Some common commercial databases for government and non-government statistical data include ProQuest Statistical Insight (SI), Data-Planet, and Geolytics. SI started out as three printed indexes accompanied by microfiche sets: American Statistics Index (ASI), Statistical Reference Index (SRI), and Index to International Statistics (IIS). ASI is compiled by contacting all of the federal statistical agencies and acquiring copies of their statistical publications and data. The list of sources includes hundreds of federal government agencies, both current and past.[6] The original publisher, Congressional Information Service, created abstracts of the publications and issued microfiche reproductions of them. Libraries could choose to purchase the index/abstract volumes alone or as a package with the microfiche. ASI provides indexing and abstracting from 1973 forward and full text from 2004 on. Now published by ProQuest as an online database, SI also indexes individual statistical tables within larger publications, so it provides a level of granularity that can be helpful when one is trying to find very precise data. SRI is an indexing and abstracting source for non-federal statistical publications, with coverage beginning in 1980 and full text coverage from 2007. Its sources include professional associations, non-profit organizations, research institutes, state governments, and commercial sources.[7] IIS covers intergovernmental organizations. Statistics of intergovernmental organizations and foreign countries will be covered in chapters 12 and 13.

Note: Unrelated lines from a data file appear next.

//! CLI presentation: tables, tree outlines and JSON for explorer results.

use crate::tree::TreeNode;
use crate::types::NodeInfo;
use comfy_table::presets::UTF8_FULL;
use comfy_table::Table;
use owo_colors::OwoColorize;

/// One line of a tree outline
#[derive(Debug, Clone, PartialEq, Eq)]
pub struct OutlineEntry {
    pub depth: usize,
    pub label: String,
    pub node_type: String,
    pub is_error: bool,
}

pub fn format_outline(entries: &[OutlineEntry]) -> String {
    entries
        .iter()
        .map(|entry| {
            let indent = "  ".repeat(entry.depth);
            if entry.is_error {
                format!("{}{}", indent, entry.label.red())
            } else {
                format!("{}{} {}", indent, entry.label, format!("[{}]", entry.node_type).dimmed())
            }
        })
        .collect::<Vec<_>>()
        .join("\n")
}

pub fn format_children_text(children: &[TreeNode]) -> String {
    if children.is_empty() {
        return "No children.".to_string();
    }
    let mut table = Table::new();
    table.load_preset(UTF8_FULL);
    table.set_header(vec!["Label", "Type", "Path", "Leaf", "Status"]);
    for child in children {
        let label = if child.is_error_node() {
            child.label.red().to_string()
        } else {
            child.label.clone()
        };
        table.add_row(vec![
            label,
            child.node_type.clone(),
            child.node_path.clone(),
            if child.is_always_leaf { "yes" } else { "no" }.to_string(),
            child.node_status.clone().unwrap_or_else(|| "-".to_string()),
        ]);
    }
    table.to_string()
}

pub fn format_node_text(node: &TreeNode) -> String {
    let mut lines = vec![
        format!("Path:   {}", node.node_path),
        format!("Label:  {}", node.label),
        format!("Type:   {}", node.node_type),
        format!("Leaf:   {}", node.is_always_leaf),
    ];
    if let Some(status) = &node.node_status {
        lines.push(format!("Status: {}", status));
    }
    if let Some(children) = node.children() {
        lines.push(format!("Children: {}", children.len()));
    }
    if let Some(message) = &node.error_state_message {
        lines.push(format!("Error:  {}", message.red()));
    }
    lines.join("\n")
}

pub fn format_found_text(nodes: &[NodeInfo]) -> String {
    if nodes.is_empty() {
        return "No matching nodes.".to_string();
    }
    let mut table = Table::new();
    table.load_preset(UTF8_FULL);
    table.set_header(vec!["Name", "Schema", "Type", "Path"]);
    for node in nodes {
        let metadata = node.metadata.as_ref();
        table.add_row(vec![
            metadata.map(|m| m.name.clone()).unwrap_or_else(|| node.label.clone()),
            metadata
                .and_then(|m| m.schema.clone())
                .unwrap_or_else(|| "-".to_string()),
            node.node_type.clone(),
            node.node_path.clone(),
        ]);
    }
    table.to_string()
}

pub fn to_json<T: serde::Serialize + ?Sized>(value: &T) -> Result<String, serde_json::Error> {
    serde_json::to_string_pretty(value)
}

Even if a library does not subscribe to the full text modules of SI, it is frequently possible to find the publications online. Let’s say we are looking for statistics on homeless veterans and we want to compare Hawaiʻi to another state. Using SI, we can search for homeless veterans, then narrow our results to sources that have a breakdown for states. The table State of Homelessness looks promising. If we visit the home page of the National Alliance to End Homelessness, which is the source of the table, we can download the source publication and find the table.

Data-Planet, published by SAGE, is a collection of datasets, many of which are from U.S. government sources. It also contains data from commercial sources and intergovernmental organizations such as Organisation for Economic Cooperation and Development and Food and Agriculture Organization of the United Nations. Geolytics provides an easy to use interface for current and historical census data.

It happens fairly often that we cannot find the data requested by the patron in any published sources. In these cases, the patron might have to contact the agency directly to request the data, possibly through a FOIA request. Another approach is to find an expert who may have additional unpublished data. Journal articles and dissertations can point you to these individuals. Finally, our colleagues have often developed very specific guides for statistics in their areas of interest. For example, a librarian at the Naval Postgraduate School has an extensive set of guides that includes military statistics.

## Interpreting Data

There are several types of documentation that may be helpful when you are assisting a patron who is trying to understand statistics or data. Manuals such as Uniform Crime Reporting Handbook: How to Prepare Uniform Crime Reports explain to the people conducting the survey how they are supposed to complete it. Often, there is a code book that explains the coding system for the survey. For example, the Behavioral Risk Factor Surveillance System (BRFSS) has a codebook that explains variable names and locations. Technical documentation includes definitions of terminology, as shown in the Table Definitions, Sources and Explanatory Notes for petroleum statistics.

# Statistical Resources by Topic

The U.S. government compiles and publishes a wide variety of statistics and data related to trade, economic activity, and commercial enterprises, not only for the U.S. as a whole, but also for states, counties, and even foreign countries.

Some of the most important statistics issued by the U.S. government are economic indicators. The Council of Economic Advisors publishes the annual Economic Report of the President and the monthly Economic Indicators, which includes such indicators as gross domestic product (GDP), labor force statistics, interest rates, federal receipts and expenditures, and consumer prices. The data is also available in the Federal Reserve Bank of St. Louis’ FRED database, which has coverage back to 1948. In addition to national statistics, FRED also includes some international and regional data series.[8]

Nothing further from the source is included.